--- Exercise prompt ---
Below are the records; copy each line in them that holds the word "SELECT".

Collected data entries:
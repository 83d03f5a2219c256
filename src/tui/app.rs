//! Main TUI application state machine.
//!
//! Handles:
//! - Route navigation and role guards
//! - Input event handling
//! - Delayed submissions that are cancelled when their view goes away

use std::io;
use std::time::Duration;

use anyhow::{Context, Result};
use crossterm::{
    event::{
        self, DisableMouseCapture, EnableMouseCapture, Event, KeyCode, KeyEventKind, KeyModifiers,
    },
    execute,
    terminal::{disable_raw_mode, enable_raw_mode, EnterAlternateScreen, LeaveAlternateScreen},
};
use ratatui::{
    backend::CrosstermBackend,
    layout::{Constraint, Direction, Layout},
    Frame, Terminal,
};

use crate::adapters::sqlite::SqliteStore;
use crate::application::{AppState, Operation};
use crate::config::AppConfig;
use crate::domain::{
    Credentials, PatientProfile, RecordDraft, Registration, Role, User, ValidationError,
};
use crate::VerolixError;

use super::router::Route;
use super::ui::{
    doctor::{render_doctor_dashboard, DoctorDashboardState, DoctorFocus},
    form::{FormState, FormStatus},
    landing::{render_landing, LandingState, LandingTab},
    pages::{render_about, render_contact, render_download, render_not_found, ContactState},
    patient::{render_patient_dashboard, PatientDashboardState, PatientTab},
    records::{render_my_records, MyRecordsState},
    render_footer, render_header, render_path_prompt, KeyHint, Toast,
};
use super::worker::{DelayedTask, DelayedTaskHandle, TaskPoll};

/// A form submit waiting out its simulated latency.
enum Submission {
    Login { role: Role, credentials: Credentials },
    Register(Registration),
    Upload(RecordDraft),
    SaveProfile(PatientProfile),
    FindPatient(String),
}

---

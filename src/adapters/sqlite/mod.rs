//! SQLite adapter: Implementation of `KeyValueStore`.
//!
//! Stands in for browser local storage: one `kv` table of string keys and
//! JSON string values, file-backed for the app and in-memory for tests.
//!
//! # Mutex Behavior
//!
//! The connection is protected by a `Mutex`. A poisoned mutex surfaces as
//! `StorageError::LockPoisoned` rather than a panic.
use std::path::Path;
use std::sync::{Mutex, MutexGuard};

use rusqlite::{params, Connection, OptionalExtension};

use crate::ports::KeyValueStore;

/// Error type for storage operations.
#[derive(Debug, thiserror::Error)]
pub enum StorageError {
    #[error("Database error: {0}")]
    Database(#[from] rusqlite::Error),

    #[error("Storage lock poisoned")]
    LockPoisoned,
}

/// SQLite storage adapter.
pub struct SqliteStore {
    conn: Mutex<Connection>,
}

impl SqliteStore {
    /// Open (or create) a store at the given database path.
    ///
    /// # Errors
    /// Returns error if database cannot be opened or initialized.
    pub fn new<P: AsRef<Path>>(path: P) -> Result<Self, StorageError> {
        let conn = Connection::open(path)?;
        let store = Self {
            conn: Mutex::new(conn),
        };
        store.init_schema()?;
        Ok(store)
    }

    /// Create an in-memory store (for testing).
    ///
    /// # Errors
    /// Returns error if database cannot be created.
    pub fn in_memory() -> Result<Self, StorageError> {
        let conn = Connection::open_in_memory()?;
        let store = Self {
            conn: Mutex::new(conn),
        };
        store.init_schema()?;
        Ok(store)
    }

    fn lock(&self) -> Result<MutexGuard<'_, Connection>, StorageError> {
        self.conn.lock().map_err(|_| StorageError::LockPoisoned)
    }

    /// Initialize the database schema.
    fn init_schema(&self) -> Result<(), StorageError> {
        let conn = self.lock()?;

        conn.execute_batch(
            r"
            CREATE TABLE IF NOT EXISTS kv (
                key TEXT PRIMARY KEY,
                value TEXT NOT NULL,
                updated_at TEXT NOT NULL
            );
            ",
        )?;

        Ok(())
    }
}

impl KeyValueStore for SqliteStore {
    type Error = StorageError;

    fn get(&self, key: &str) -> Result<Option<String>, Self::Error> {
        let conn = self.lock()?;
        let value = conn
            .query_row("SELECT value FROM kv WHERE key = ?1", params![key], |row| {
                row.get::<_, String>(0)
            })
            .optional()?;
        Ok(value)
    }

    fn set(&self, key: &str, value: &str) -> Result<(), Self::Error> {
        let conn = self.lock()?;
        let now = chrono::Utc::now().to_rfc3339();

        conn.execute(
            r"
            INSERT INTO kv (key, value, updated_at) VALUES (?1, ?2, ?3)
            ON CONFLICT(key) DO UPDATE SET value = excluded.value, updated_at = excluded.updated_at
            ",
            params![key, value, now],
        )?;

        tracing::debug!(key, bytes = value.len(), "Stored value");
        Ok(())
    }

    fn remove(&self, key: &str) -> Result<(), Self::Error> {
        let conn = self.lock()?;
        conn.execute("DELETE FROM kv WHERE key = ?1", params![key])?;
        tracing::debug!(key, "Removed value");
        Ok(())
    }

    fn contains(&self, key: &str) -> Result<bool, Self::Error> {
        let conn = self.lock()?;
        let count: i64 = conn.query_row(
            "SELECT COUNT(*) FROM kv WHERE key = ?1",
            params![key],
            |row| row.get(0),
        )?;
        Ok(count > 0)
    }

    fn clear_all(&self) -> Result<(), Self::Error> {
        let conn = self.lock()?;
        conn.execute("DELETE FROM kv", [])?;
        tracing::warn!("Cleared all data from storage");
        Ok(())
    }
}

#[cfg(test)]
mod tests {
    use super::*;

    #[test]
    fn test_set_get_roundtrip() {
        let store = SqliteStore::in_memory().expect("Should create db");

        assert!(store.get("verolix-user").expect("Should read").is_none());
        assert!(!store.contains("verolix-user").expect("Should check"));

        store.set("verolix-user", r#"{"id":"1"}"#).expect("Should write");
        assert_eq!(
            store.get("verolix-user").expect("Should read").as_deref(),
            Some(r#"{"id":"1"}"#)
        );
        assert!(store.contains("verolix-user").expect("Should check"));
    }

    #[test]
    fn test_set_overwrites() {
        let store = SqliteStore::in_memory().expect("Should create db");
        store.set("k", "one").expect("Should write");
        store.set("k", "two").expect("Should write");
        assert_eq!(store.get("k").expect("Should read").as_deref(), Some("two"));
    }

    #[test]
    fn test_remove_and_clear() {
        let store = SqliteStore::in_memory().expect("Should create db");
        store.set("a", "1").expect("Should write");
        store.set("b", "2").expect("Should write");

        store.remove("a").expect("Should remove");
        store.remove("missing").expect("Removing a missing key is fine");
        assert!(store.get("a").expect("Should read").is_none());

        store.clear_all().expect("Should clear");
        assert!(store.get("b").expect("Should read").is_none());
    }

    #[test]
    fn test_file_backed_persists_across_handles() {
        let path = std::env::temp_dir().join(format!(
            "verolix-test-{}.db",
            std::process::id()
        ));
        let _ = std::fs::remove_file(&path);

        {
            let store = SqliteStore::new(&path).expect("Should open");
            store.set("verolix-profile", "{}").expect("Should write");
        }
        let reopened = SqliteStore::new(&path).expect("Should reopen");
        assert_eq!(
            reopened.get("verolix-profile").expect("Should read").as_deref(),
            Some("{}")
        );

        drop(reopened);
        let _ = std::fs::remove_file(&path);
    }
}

==

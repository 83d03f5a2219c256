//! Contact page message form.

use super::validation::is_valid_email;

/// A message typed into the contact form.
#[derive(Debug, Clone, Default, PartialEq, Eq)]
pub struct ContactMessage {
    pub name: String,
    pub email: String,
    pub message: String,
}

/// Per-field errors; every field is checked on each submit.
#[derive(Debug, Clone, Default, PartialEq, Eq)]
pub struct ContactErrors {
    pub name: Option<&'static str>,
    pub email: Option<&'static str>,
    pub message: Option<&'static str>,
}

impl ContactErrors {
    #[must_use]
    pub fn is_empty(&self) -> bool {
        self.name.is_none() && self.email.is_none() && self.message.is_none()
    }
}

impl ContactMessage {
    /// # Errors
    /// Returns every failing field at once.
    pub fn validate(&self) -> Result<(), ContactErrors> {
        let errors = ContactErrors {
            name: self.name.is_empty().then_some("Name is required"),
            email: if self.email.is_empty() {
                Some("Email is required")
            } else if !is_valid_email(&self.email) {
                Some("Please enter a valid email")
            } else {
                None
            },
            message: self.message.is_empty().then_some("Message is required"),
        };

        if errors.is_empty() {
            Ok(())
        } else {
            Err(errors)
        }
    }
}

--- Solution to the exercise ---
            .query_row("SELECT value FROM kv WHERE key = ?1", params![key], |row| {
            "SELECT COUNT(*) FROM kv WHERE key = ?1",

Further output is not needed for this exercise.